Japan und Deutschland - zwei Hochtechnologienationen auf dem absteigenden Ast? Sieht man Innovationsfähigkeit als reines Privileg der jüngeren Generation, dann tun Entscheidungsträger aus Politik, Wirtschaft und Gesellschaft in der Tat gut daran, den ”langen Atem der Demografie“ zu fürchten. Kurzfristige Kurskorrekturen? In beiden Ländern Fehlanzeige bei Geburtenraten, die zu den niedrigsten weltweit gehören, und einer zunehmenden Alterung.
Schumpeter beschreibt Innovation als ”Prozess schöpferischer Zerstörung“, der von den beiden Elementen Erfindung und Umsetzung gleichermaßen getragen wird. Und tatsächlich: Bei so bahnbrechenden Errungenschaften wie dem Benzinmotor vergingen vom ersten Gedanken bis zur Marktreife 26 Jahre. Beim Reißverschluß waren es gar 32. Was nun, wenn technologische Errungenschaften, aber auch die für jede Gesellschaft überlebensnotwendige Erneuerung nicht nur taufrischen Fachwissens, verrückter Ideen und einer Portion jugendlichen Übermuts bedürfen, sondern die Verwirklichung letztlich auch von der Erfahrung und Lebensweisheit der älteren Generation getragen wird?

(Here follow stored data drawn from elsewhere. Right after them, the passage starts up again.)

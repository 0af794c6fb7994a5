//! Chunk assembly.
//!
//! Turns the final split pieces into [`DocumentChunk`] records with stable
//! identifiers, section labels, and exact token counts.

use serde::{Deserialize, Serialize};

use crate::segment::SEP;
use crate::tokenizer::Tokenizer;

/// Section label for chunks whose text carries no heading prefix.
pub const NO_HEADING: &str = "No Heading";

/// One retrieval-ready chunk of a document.
#[derive(Debug, Clone, PartialEq, Eq, Serialize, Deserialize)]
pub struct DocumentChunk {
    /// Identifier of the source document, derived from its file name.
    pub doc_id: String,
    /// 1-based position within the document.
    pub chunk_index: usize,
    /// Owning section heading, or [`NO_HEADING`].
    pub section: String,
    /// Exact token count of `text` under the configured vocabulary.
    pub token_length: usize,
    /// Full chunk text, including any `"{heading} [SEP] "` prefix.
    pub text: String,
}

impl DocumentChunk {
    /// Stable chunk identifier, `"{doc_id}_{chunk_index}"`.
    pub fn id(&self) -> String {
        format!("{}_{}", self.doc_id, self.chunk_index)
    }
}

/// Wrap final text pieces into ordered chunk records.
///
/// The section label is recovered from the piece's own `[SEP]` prefix, so a
/// chunk remains self-describing even when handled away from its document.
pub fn assemble(doc_id: &str, pieces: Vec<String>, tokenizer: &dyn Tokenizer) -> Vec<DocumentChunk> {
    pieces
        .into_iter()
        .enumerate()
        .map(|(i, text)| {
            let section = text
                .split_once(SEP)
                .map(|(heading, _)| heading.trim().to_string())
                .filter(|heading| !heading.is_empty())
                .unwrap_or_else(|| NO_HEADING.to_string());
            DocumentChunk {
                doc_id: doc_id.to_string(),
                chunk_index: i + 1,
                section,
                token_length: tokenizer.count(&text),
                text,
            }
        })
        .collect()
}

/// Derive a document id from a file path: the file stem with spaces replaced
/// by underscores.
pub fn doc_id_from_path(path: &std::path::Path) -> String {
    path.file_stem()
        .map(|stem| stem.to_string_lossy().replace(' ', "_"))
        .unwrap_or_else(|| "document".to_string())
}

Ein Hintertürchen aus dem Dilemma erkannt, werfen wir einmal in die Waagschale, was Japan und Deutschland zum Thema Innovation, Alt und Jung zu bieten haben. Erneuerung entspringt in beiden Ländern gänzlich verschiedenen Quellen: Der Philosophie des Kai-Zen entsprechend geschieht in Japan Veränderung in kleinen Schritten. In Deutschland dagegen wird von der breiten Masse als innovativ oft nur begriffen, was durch radikale, sprunghafte Veränderung entstanden ist. Gleichzeitig scheint Alter und Erfahrung in Japan eine andere Bedeutung zu haben: Man glaubt an das Potenzial der Älteren und deren Beitrag zur kontinuierlichen Erneuerung, während in Deutschland das Alter, ab dem man zum alten Eisen zählt, stetig sinkt. Oft bleibt nur die Frühverrentung als Ausweg oder Abschiebestation, wohingegen es in Japan geradezu eine Frage der Ehre ist, möglichst lange aktiv am Arbeitsleben teilzunehmen.

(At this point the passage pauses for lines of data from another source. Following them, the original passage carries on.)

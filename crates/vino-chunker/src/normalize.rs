//! Plain-text normalization.
//!
//! The converter output is cleaned by a fixed sequence of named passes, each
//! independently testable:
//!
//! 1. strip artifact tokens (`[image]`, `[]`, `[figure]`, `[table]`)
//! 2. normalize line endings to `\n`
//! 3. join soft-wrapped lines into paragraphs
//! 4. collapse blank-line runs to exactly one blank line
//! 5. collapse interior space runs to a single space
//!
//! The composed [`normalize`] is pure and idempotent: applying it twice
//! yields the same result as once.

use once_cell::sync::Lazy;
use regex::Regex;

use crate::config::ChunkingConfig;

static PARAGRAPH_BREAK: Lazy<Regex> = Lazy::new(|| Regex::new(r"\n{2,}").expect("static regex"));

/// Run all normalization passes in order.
pub fn normalize(text: &str, config: &ChunkingConfig) -> String {
    let text = strip_artifacts(text, &config.strip_artifacts);
    let text = normalize_line_endings(&text);
    let text = join_soft_wraps(&text);
    let text = collapse_blank_lines(&text);
    collapse_spaces(&text)
}

/// Remove literal artifact tokens left behind by document conversion.
///
/// Removal iterates to a fixpoint so nested occurrences (`[figure[]]`) cannot
/// survive a single application.
pub fn strip_artifacts(text: &str, artifacts: &[String]) -> String {
    let mut out = text.to_string();
    loop {
        let mut changed = false;
        for artifact in artifacts {
            if !artifact.is_empty() && out.contains(artifact.as_str()) {
                out = out.replace(artifact.as_str(), "");
                changed = true;
            }
        }
        if !changed {
            return out;
        }
    }
}

/// Normalize `\r\n` and bare `\r` line endings to `\n`.
pub fn normalize_line_endings(text: &str) -> String {
    text.replace("\r\n", "\n").replace('\r', "\n")
}

/// Replace a single `\n` with a space, unless it is part of a paragraph
/// break (adjacent to another `\n`) or immediately precedes a `- ` bullet
/// marker (list item boundaries keep their newline).
pub fn join_soft_wraps(text: &str) -> String {
    let chars: Vec<char> = text.chars().collect();
    let mut out = String::with_capacity(text.len());

    for (i, &c) in chars.iter().enumerate() {
        if c != '\n' {
            out.push(c);
            continue;
        }
        let prev_is_newline = i > 0 && chars[i - 1] == '\n';
        let next_is_newline = chars.get(i + 1) == Some(&'\n');
        let next_is_bullet = chars.get(i + 1) == Some(&'-') && chars.get(i + 2) == Some(&' ');
        if prev_is_newline || next_is_newline || next_is_bullet {
            out.push('\n');
        } else {
            out.push(' ');
        }
    }

    out
}

/// Collapse any run of two or more newlines down to exactly one blank line.
pub fn collapse_blank_lines(text: &str) -> String {
    PARAGRAPH_BREAK.replace_all(text, "\n\n").into_owned()
}

/// Collapse interior runs of spaces to a single space. Runs at line start
/// (indentation) are left untouched.
pub fn collapse_spaces(text: &str) -> String {
    let mut out = String::with_capacity(text.len());

    for line in text.split_inclusive('\n') {
        let indent_len = line.len() - line.trim_start_matches(' ').len();
        out.push_str(&line[..indent_len]);

        let mut prev_space = false;
        for c in line[indent_len..].chars() {
            if c == ' ' {
                if !prev_space {
                    out.push(' ');
                }
                prev_space = true;
            } else {
                out.push(c);
                prev_space = false;
            }
        }
    }

    out
}

#[cfg(test)]
mod tests {
    use super::*;

    fn config() -> ChunkingConfig {
        ChunkingConfig::default()
    }

    #[test]
    fn test_strip_artifacts() {
        let artifacts = config().strip_artifacts;
        assert_eq!(
            strip_artifacts("before [image] after [] end", &artifacts),
            "before  after  end"
        );
    }

    #[test]
    fn test_strip_artifacts_nested() {
        let artifacts = config().strip_artifacts;
        assert_eq!(strip_artifacts("[figure[]]", &artifacts), "");
        assert_eq!(strip_artifacts("[[]image]", &artifacts), "");
    }

    #[test]
    fn test_normalize_line_endings() {
        assert_eq!(normalize_line_endings("a\r\nb\rc\nd"), "a\nb\nc\nd");
    }

    #[test]
    fn test_join_soft_wraps_merges_paragraph_lines() {
        assert_eq!(join_soft_wraps("soft\nwrapped\nline"), "soft wrapped line");
    }

    #[test]
    fn test_join_soft_wraps_keeps_paragraph_breaks() {
        assert_eq!(join_soft_wraps("para one\n\npara two"), "para one\n\npara two");
    }

    #[test]
    fn test_join_soft_wraps_keeps_bullets() {
        assert_eq!(
            join_soft_wraps("intro\n- item one\n- item two"),
            "intro\n- item one\n- item two"
        );
    }

    #[test]
    fn test_collapse_blank_lines() {
        assert_eq!(collapse_blank_lines("a\n\n\n\nb"), "a\n\nb");
        assert_eq!(collapse_blank_lines("a\n\nb"), "a\n\nb");
    }

    #[test]
    fn test_collapse_spaces_interior_only() {
        assert_eq!(collapse_spaces("a    b"), "a b");
        assert_eq!(collapse_spaces("  indented   text"), "  indented text");
        assert_eq!(collapse_spaces("line\n    code   here"), "line\n    code here");
    }

    #[test]
    fn test_normalize_empty() {
        assert_eq!(normalize("", &config()), "");
    }

    #[test]
    fn test_normalize_full_pipeline() {
        let raw = "Title\r\n\r\n\r\nBody line one\nline two  with   spaces.\n\n- item one\n- item two\n\n[image]\n\nEnd.";
        let cleaned = normalize(raw, &config());
        assert!(cleaned.contains("Body line one line two with spaces."));
        assert!(cleaned.contains("\n- item one\n- item two"));
        assert!(!cleaned.contains("[image]"));
        assert!(!cleaned.contains("\n\n\n"));
    }

    #[test]
    fn test_normalize_is_idempotent() {
        let samples = [
            "",
            "plain paragraph",
            "a\r\nb\rc",
            "wrapped\nline with [image] artifacts   and   spaces",
            "intro\n- one\n- two\n\n\nnext para\nstill next",
            "[figure[]] [[]image]",
            "  leading   spaces\n   more\n\n\n\nend",
        ];
        let config = config();
        for s in samples {
            let once = normalize(s, &config);
            let twice = normalize(&once, &config);
            assert_eq!(once, twice, "normalize not idempotent for {s:?}");
        }
    }
}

Wie lohnend für Japan ein Blick über den kulturellen Tellerrand sein könnte, wird z.B. am unterschiedlichen Umgang mit der (zahlenmäßig knapper werdenden) jungen Generation deutlich: Erst Bildung und Sozialisation lässt sie zu kreativen Menschen heranwachsen; zu Menschen, die bereit sind, Verantwortung für die Gestaltung der Zukunft zu übernehmen. Das vielfältige und – im Idealfall – zu selbständigem Denken ermutigende deutsche Bildungssystem scheint mir besser geeignet als das japanische System, das zwar effizient formales Wissen vermittelt, aber vermutlich weniger Raum für individuelle Entfaltung bietet.

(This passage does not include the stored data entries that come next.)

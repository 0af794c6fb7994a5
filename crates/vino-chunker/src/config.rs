//! Chunking configuration.
//!
//! All knobs are carried in an immutable [`ChunkingConfig`] value that is
//! passed explicitly into the pipeline; components never read ambient global
//! state, which keeps the segmenter and splitter pure functions of their
//! inputs.

use crate::error::{ChunkerError, Result};
use crate::segment::MatchStrategy;

/// Default hard upper bound per chunk, in tokens.
pub const DEFAULT_MAX_CHUNK_TOKENS: usize = 300;

/// Default informational lower bound per chunk, in tokens. Not enforced by
/// the splitting logic itself.
pub const DEFAULT_MIN_CHUNK_TOKENS: usize = 50;

/// Default token overlap between consecutive fixed-window chunks.
pub const DEFAULT_OVERLAP_TOKENS: usize = 80;

/// Default tokenizer vocabulary selector.
pub const DEFAULT_ENCODING_MODEL: &str = "gpt-3.5-turbo";

/// Rough words-per-token ratio used by the word-count splitting fallback.
pub const DEFAULT_WORDS_PER_TOKEN: f64 = 0.75;

/// Configuration for the document chunking pipeline.
#[derive(Debug, Clone)]
pub struct ChunkingConfig {
    /// Hard upper bound per chunk before overflow is tolerated.
    pub max_chunk_tokens: usize,
    /// Informational lower bound; not enforced by splitting.
    pub min_chunk_tokens: usize,
    /// Token overlap for the fixed-window mode (not used by the
    /// heading-aware splitter).
    pub overlap_tokens: usize,
    /// Which tokenizer vocabulary to use for counting.
    pub encoding_model: String,
    /// Words-per-token ratio for the word-count splitting fallback.
    pub words_per_token: f64,
    /// How TOC headings are matched against body paragraphs.
    pub match_strategy: MatchStrategy,
    /// Literal artifact tokens removed during normalization.
    pub strip_artifacts: Vec<String>,
    /// File extensions (without dot) accepted by directory processing.
    pub allowed_filetypes: Vec<String>,
}

impl Default for ChunkingConfig {
    fn default() -> Self {
        Self {
            max_chunk_tokens: DEFAULT_MAX_CHUNK_TOKENS,
            min_chunk_tokens: DEFAULT_MIN_CHUNK_TOKENS,
            overlap_tokens: DEFAULT_OVERLAP_TOKENS,
            encoding_model: DEFAULT_ENCODING_MODEL.to_string(),
            words_per_token: DEFAULT_WORDS_PER_TOKEN,
            match_strategy: MatchStrategy::Exact,
            strip_artifacts: ["[image]", "[]", "[figure]", "[table]"]
                .into_iter()
                .map(String::from)
                .collect(),
            allowed_filetypes: ["md", "docx", "pdf", "txt"]
                .into_iter()
                .map(String::from)
                .collect(),
        }
    }
}

impl ChunkingConfig {
    /// Build a config from the environment, falling back to defaults for
    /// anything unset or unparsable.
    ///
    /// Recognized variables: `MAX_CHUNK_TOKENS`, `MIN_CHUNK_TOKENS`,
    /// `OVERLAP_TOKENS`, `ENCODING_MODEL`, `TOKEN_ESTIMATION_RATIO`.
    pub fn from_env() -> Self {
        let mut config = Self::default();
        if let Some(v) = env_parse("MAX_CHUNK_TOKENS") {
            config.max_chunk_tokens = v;
        }
        if let Some(v) = env_parse("MIN_CHUNK_TOKENS") {
            config.min_chunk_tokens = v;
        }
        if let Some(v) = env_parse("OVERLAP_TOKENS") {
            config.overlap_tokens = v;
        }
        if let Ok(v) = std::env::var("ENCODING_MODEL") {
            if !v.is_empty() {
                config.encoding_model = v;
            }
        }
        if let Some(v) = env_parse::<f64>("TOKEN_ESTIMATION_RATIO") {
            config.words_per_token = v;
        }
        config
    }

    /// Check the invariants between the token budgets.
    pub fn validate(&self) -> Result<()> {
        if self.max_chunk_tokens <= self.min_chunk_tokens {
            return Err(ChunkerError::Config(
                "MAX_CHUNK_TOKENS must be greater than MIN_CHUNK_TOKENS".to_string(),
            ));
        }
        // The fixed-window stride is max - overlap, so the overlap only has
        // to stay below the window size.
        if self.overlap_tokens >= self.max_chunk_tokens {
            return Err(ChunkerError::Config(
                "OVERLAP_TOKENS must be less than MAX_CHUNK_TOKENS".to_string(),
            ));
        }
        if self.words_per_token <= 0.0 {
            return Err(ChunkerError::Config(
                "TOKEN_ESTIMATION_RATIO must be positive".to_string(),
            ));
        }
        if self.allowed_filetypes.is_empty() {
            return Err(ChunkerError::Config(
                "at least one allowed file type is required".to_string(),
            ));
        }
        Ok(())
    }
}

fn env_parse<T: std::str::FromStr>(key: &str) -> Option<T> {
    std::env::var(key).ok().and_then(|v| v.parse().ok())
}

Anstatt uns weinerlich angesichts des drohenden demografischen Big-Bangs in Selbstmitleid zu baden, sollten wir vielmehr ein offenes Geheimnis der Innovationsforschung für uns entdecken: Über entferntere Kontakte können bis dato unbekannte Netzwerke erschlossen werden. Wirkliche Innovation entsteht demzufolge eher durch ’weak ties’ und weniger beim Aufeinandertreffen von Systemen, die ohnehin eng miteinander verbunden sind. Die Kooperationsmöglichkeiten zwischen Japan und Deutschland liegen damit auf der Hand: Gerade die kulturelle Verschiedenheit im Umgang mit Innovation und den Generationen bietet uns eine gedankliche Spielwiese, auf der man kreativ sein kann. Diese gilt es zu nutzen. Denn große Herausforderungen wie der Erhalt der Zukunftsfähigkeit in Zeiten des demografischen Wandels in beiden Ländern bedürfen innovativer Ideen. Und die entwickelt man am besten gemeinsam.
khf
Bei diesem Beitrag handelt es sich um eine leicht veränderte Version eines Essays im Rahmen des Aufsatzwettbewerbs 2006 des Ministerium für Auswärtige Angelegenheiten Japans zum Thema "Geburtenrückgang, Überalterung der Gesellschaft und Innovation: Möglichkeiten der japanisch-deutschen Zusammenarbeit".